A crescente privatização e a concentração de mercado na Terapia Renal Substitutiva (TRS) podem comprometer a qualidade do atendimento e os resultados clínicos dos pacientes. É o que revela um estudo conduzido por pesquisadores do Instituto Dante Pazzanese de Cardiologia, da Universidade de São Paulo (USP) e da Universidade Federal de São Paulo (Unifesp), publicado na revista ClinicoEconomics and Outcomes Research

A pesquisa analisou 34 artigos internacionais e identificou que a predominância de grandes conglomerados privados na prestação do serviço está associada a maior mortalidade, maior taxa de hospitalizações e menor acesso ao transplante renal. 

Principais achados 

O estudo destaca que: 

  • A maioria dos serviços de TRS é operada por empresas privadas, com forte concentração em conglomerados internacionais. Nos Estados Unidos, por exemplo, apenas duas corporações controlam 70% das unidades de diálise. 
  • Pacientes atendidos por grandes grupos privados apresentam taxas mais altas de mortalidade e hospitalização do que aqueles tratados em unidades públicas ou sem fins lucrativos. 
  • Modelos de pagamento baseados no volume de procedimentos podem incentivar práticas prejudiciais, como a redução de indicações para transplante renal e a priorização da hemodiálise hospitalar em detrimento de terapias domiciliares, como a diálise peritoneal. 
  • No Brasil, o Sistema Único de Saúde (SUS) financia a TRS para 85% dos pacientes, mas a prestação do serviço está majoritariamente nas mãos da iniciativa privada, o que pode comprometer a equidade e o controle de qualidade. 
Consequências da privatização no setor de diálise 

A pesquisa aponta que a privatização da TRS, aliada à concentração de mercado, pode gerar impactos adversos, incluindo: 

  • Menor acesso ao transplante renal, especialmente para pacientes atendidos em unidades privadas, onde a permanência prolongada na hemodiálise pode ser economicamente mais vantajosa para os prestadores de serviço. 
  • Maior uso de medicamentos caros, como a eritropoetina para tratamento da anemia, com dosagens historicamente mais altas em unidades privadas, independentemente da necessidade clínica. 
  • Redução da oferta de diálise peritoneal, uma alternativa que pode melhorar a qualidade de vida dos pacientes e reduzir custos, mas que é menos lucrativa para as empresas privadas. 
Regulação e desafios para o futuro 

Diante desse cenário, os pesquisadores defendem uma regulação mais rigorosa do setor de diálise, especialmente em países como o Brasil, onde a participação privada na TRS é significativa. 

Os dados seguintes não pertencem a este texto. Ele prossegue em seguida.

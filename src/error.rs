use std::io;

/// Errors raised by the Splink protocol layer.
///
/// Only checksum mismatches are tolerated on this link (the device has no
/// retransmission, so the payload is used optimistically and the mismatch is
/// logged where it happens). Everything below is fatal to the session.
#[derive(Debug, thiserror::Error)]
pub enum Error {
    #[error("connection to {host}:{port} failed: {source}")]
    Connection {
        host: String,
        port: u16,
        #[source]
        source: io::Error,
    },

    #[error("no response within {0} seconds")]
    Timeout(u64),

    #[error("i/o error on splink stream: {0}")]
    Io(#[from] io::Error),

    #[error("malformed response frame: {0}")]
    Frame(String),

    #[error("authentication rejected by device (challenge success register read {0})")]
    AuthRejected(u16),

    #[error("write to {addr:#010x} was not echoed back by the device")]
    WriteEcho { addr: u32 },
}
use crate::prelude::*;

use crate::coordinator::ChannelData;

/// Sends one poll request per interval. Cycles are serialized by the
/// coordinator's mailbox; a tick that fires while the previous cycle is
/// still running simply queues behind it, and missed ticks are skipped
/// rather than bursted.
pub struct Scheduler {
    config: Config,
    channels: Channels,
}

impl Scheduler {
    pub fn new(config: Config, channels: Channels) -> Self {
        Self { config, channels }
    }

    pub async fn start(&self) -> Result<()> {
        // the first poll waits one full interval rather than firing at
        // startup, like the device-side ticker this replaces
        let period = std::time::Duration::from_secs(self.config.interval);
        let mut interval = tokio::time::interval_at(tokio::time::Instant::now() + period, period);
        interval.set_missed_tick_behavior(tokio::time::MissedTickBehavior::Skip);

        info!("polling every {}s", self.config.interval);

        loop {
            interval.tick().await;

            if self.channels.to_coordinator.send(ChannelData::Poll).is_err() {
                info!("coordinator gone, scheduler exiting");
                break;
            }
        }

        Ok(())
    }
}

“O fortalecimento do setor público via administração direta, a ampliação do acesso ao transplante renal e a diversificação das modalidades de tratamento são essenciais para garantir melhores resultados clínicos e maior equidade no acesso ao tratamento”, afirma Leonardo Carnut, professor do Programa de Pós-Graduação em Saúde Coletiva da Unifesp e um dos autores do estudo.